Around this time LIFFE had big plans to expand, and intended to redevelop Spitalfields Market in the City of London as they needed a larger building for their open outcry trading. With the loss of the market for their main product, Bund future contracts, all expansion plans were shelved, and LIFFE moved to an all electronic trading model in 1998. It already had an electronic platform called Automated Pit Trading (APT), which was used in after hours trading when the trading pit was closed. LIFFE now developed LIFFE CONNECT for all trading.

In January 2002 LIFFE was acquired by Euronext, joining the exchanges of Amsterdam, Brussels, Paris and Lisbon. Together with the derivative arms of the continental European exchanges it became Euronext.liffe. Some analysts say that LIFFE had to give up its independence because it had failed to embrace technology early enough.
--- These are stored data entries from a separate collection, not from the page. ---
//! Hierarchical document store paths.
//!
//! Paths alternate collection and document segments:
//! `users` (collection) / `u-1` (document) / `cart` (collection) / `sku-9`
//! (document). A [`CollectionPath`] always has an odd number of segments and
//! a [`DocumentPath`] an even number.

use core::fmt;

use serde::{Deserialize, Serialize};
use thiserror::Error;

/// Errors that can occur when building a store path.
#[derive(Error, Debug, Clone, PartialEq, Eq)]
pub enum PathError {
    /// The path has no segments.
    #[error("path cannot be empty")]
    Empty,
    /// A segment is empty (e.g. `users//cart`).
    #[error("path segment {index} is empty")]
    EmptySegment {
        /// Zero-based index of the offending segment.
        index: usize,
    },
    /// A segment passed on its own contains `/`.
    #[error("path segment '{0}' cannot contain '/'")]
    ContainsSeparator(String),
    /// The number of segments does not match the path kind.
    #[error("'{path}' is not a {expected} path")]
    WrongDepth {
        /// The offending path.
        path: String,
        /// `"collection"` or `"document"`.
        expected: &'static str,
    },
}

fn split_segments(raw: &str) -> Result<Vec<String>, PathError> {
    let trimmed = raw.trim().trim_matches('/');
    if trimmed.is_empty() {
        return Err(PathError::Empty);
    }
    trimmed
        .split('/')
        .enumerate()
        .map(|(index, segment)| {
            if segment.trim().is_empty() {
                Err(PathError::EmptySegment { index })
            } else {
                Ok(segment.to_owned())
            }
        })
        .collect()
}

fn check_segment(segment: &str) -> Result<(), PathError> {
    if segment.trim().is_empty() {
        return Err(PathError::EmptySegment { index: 0 });
    }
    if segment.contains('/') {
        return Err(PathError::ContainsSeparator(segment.to_owned()));
    }
    Ok(())
}

/// Path to a collection of documents, e.g. `users/u-1/cart`.
#[derive(Debug, Clone, PartialEq, Eq, Hash, PartialOrd, Ord, Serialize, Deserialize)]
#[serde(try_from = "String", into = "String")]
pub struct CollectionPath {
    segments: Vec<String>,
}

impl CollectionPath {
    /// Parse a slash-separated collection path.
    ///
    /// # Errors
    ///
    /// Returns an error if the path is empty, has empty segments, or has an
    /// even number of segments.
    ///
    /// ```
    /// use souq_core::CollectionPath;
    ///
    /// let catalog = CollectionPath::parse("kids/closes/Boys Pullovers").unwrap();
    /// assert_eq!(catalog.name(), "Boys Pullovers");
    /// assert!(CollectionPath::parse("users/u-1").is_err());
    /// ```
    pub fn parse(raw: &str) -> Result<Self, PathError> {
        let segments = split_segments(raw)?;
        if segments.len() % 2 == 0 {
            return Err(PathError::WrongDepth {
                path: raw.to_owned(),
                expected: "collection",
            });
        }
        Ok(Self { segments })
    }

    /// A top-level collection.
    ///
    /// # Errors
    ///
    /// Returns an error if `name` is empty or contains `/`.
    pub fn root(name: &str) -> Result<Self, PathError> {
        check_segment(name)?;
        Ok(Self {
            segments: vec![name.to_owned()],
        })
    }

    /// Path to the document `id` inside this collection.
    ///
    /// # Errors
    ///
    /// Returns an error if `id` is empty or contains `/`.
    pub fn doc(&self, id: &str) -> Result<DocumentPath, PathError> {
        check_segment(id)?;
        let mut segments = self.segments.clone();
        segments.push(id.to_owned());
        Ok(DocumentPath { segments })
    }

    /// The last segment (the collection's own name).
    #[must_use]
    pub fn name(&self) -> &str {
        self.segments.last().map_or("", String::as_str)
    }

    /// Whether `doc` lives directly inside this collection.
    #[must_use]
    pub fn contains(&self, doc: &DocumentPath) -> bool {
        doc.segments.len() == self.segments.len() + 1
            && doc.segments.starts_with(&self.segments)
    }
}

impl fmt::Display for CollectionPath {
    fn fmt(&self, f: &mut fmt::Formatter<'_>) -> fmt::Result {
        f.write_str(&self.segments.join("/"))
    }
}

impl TryFrom<String> for CollectionPath {
    type Error = PathError;

    fn try_from(value: String) -> Result<Self, Self::Error> {
        Self::parse(&value)
    }
}

impl From<CollectionPath> for String {
    fn from(path: CollectionPath) -> Self {
        path.to_string()
    }
}

/// Path to a single document, e.g. `users/u-1/cart/sku-9`.
#[derive(Debug, Clone, PartialEq, Eq, Hash, PartialOrd, Ord, Serialize, Deserialize)]
#[serde(try_from = "String", into = "String")]
pub struct DocumentPath {
    segments: Vec<String>,
}

impl DocumentPath {
    /// Parse a slash-separated document path.
    ///
    /// # Errors
    ///
    /// Returns an error if the path is empty, has empty segments, or has an
    /// odd number of segments.
    pub fn parse(raw: &str) -> Result<Self, PathError> {
        let segments = split_segments(raw)?;
        if segments.len() % 2 == 1 {
            return Err(PathError::WrongDepth {
                path: raw.to_owned(),
                expected: "document",
            });
        }
        Ok(Self { segments })
    }

    /// The document's key (last segment).
    #[must_use]
    pub fn id(&self) -> &str {
        self.segments.last().map_or("", String::as_str)
    }

    /// The collection holding this document.
    #[must_use]
    pub fn parent(&self) -> CollectionPath {
        let mut segments = self.segments.clone();
        segments.pop();
        CollectionPath { segments }
    }

    /// A subcollection nested under this document.
    ///
    /// # Errors
    ///
    /// Returns an error if `name` is empty or contains `/`.
    pub fn collection(&self, name: &str) -> Result<CollectionPath, PathError> {
        check_segment(name)?;
        let mut segments = self.segments.clone();
        segments.push(name.to_owned());
        Ok(CollectionPath { segments })
    }
}

impl fmt::Display for DocumentPath {
    fn fmt(&self, f: &mut fmt::Formatter<'_>) -> fmt::Result {
        f.write_str(&self.segments.join("/"))
    }
}

impl TryFrom<String> for DocumentPath {
    type Error = PathError;

    fn try_from(value: String) -> Result<Self, Self::Error> {
        Self::parse(&value)
    }
}

impl From<DocumentPath> for String {
    fn from(path: DocumentPath) -> Self {
        path.to_string()
    }
}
For information on LIFFE after the take-over, see Euronext.liffe.

LIFFE traders and brokers

LIFFE accredited traders, particularly those engaged in the open outcry trading pits, could and did earn high salaries at the price of a demanding and stressful job. Floor support personnel (Runners, Midoffice and exchange staff), in contrast, usually earned a lot less. LIFFE floor staff were easily identified by their distinctive and brightly coloured blazers (yellow jackets for Runners) and badges with three-letter IDs called 'Mnemonics'.

The Language of LIFFE

The exchange floor was an extremely noisy place with Phone Brokers and Pit Traders shouting instructions to each other and Exchange Officials overseeing their conduct and confirming trades. Exchange members (Banks and Brokers) would pay a premium to have a booth position close to the trading pits to enable slightly easier communication with their pit traders. However the most common form of communication was via hand signals, not too dissimilar to those a bookmaker would use at a racecourse. Contract prices were signalled with the hand held away from the body with the palm of the hand facing away meaning to sell and the palm of the hand facing towards oneself meaning to buy. Contract quantities were communicated with the hand touching the body with individual units displayed on the chin, tens of units on the forehead, hundreds and thousands of units on the forearm again with the hand facing away meaning to sell and towards oneself to buy.

LIFFE social life

LIFFE pit traders and locals (Traders trading on their own account, betting their own funds) in particular enjoyed a reputation of a lavish lifestyle - pubs and wine houses along Cannon Street were filled with LIFFE personnel at all times of the day and night. Visitors to the LIFFE floor were often surprised by the harsh emotional conditions and chaotic-looking floor, with paper snipplets covering the floor and abuse frequently being yelled, albeit jokingly, at them.

Arbitrage

What probably kept LIFFE alive for a while alongside other exchanges such as DTB were arbitrage opportunities. The contracts on the German Bund traded at LIFFE and DTB were financially equivalent, opening up arbitrage opportunities between the marketplaces. A bund contract being offered at 98.15 at LIFFE, simultaneously being bid for 98.18 on DTB could result in a risk-free profit of 3 Ticks buying at LIFFE and simultaneously selling on DTB, but would leave an open position in each separate exchange. Arbitrage was frequently conducted, due to the complex prerequisites restricted mostly to institutional market participants.

References

  • Durica, Dr. Michael (2006). Product Development for Electronic Derivative Exchanges: The case of the German ifo business climate index as underlying for exchange traded derivatives to hedge business cycle risk. Pro Business. Berlin.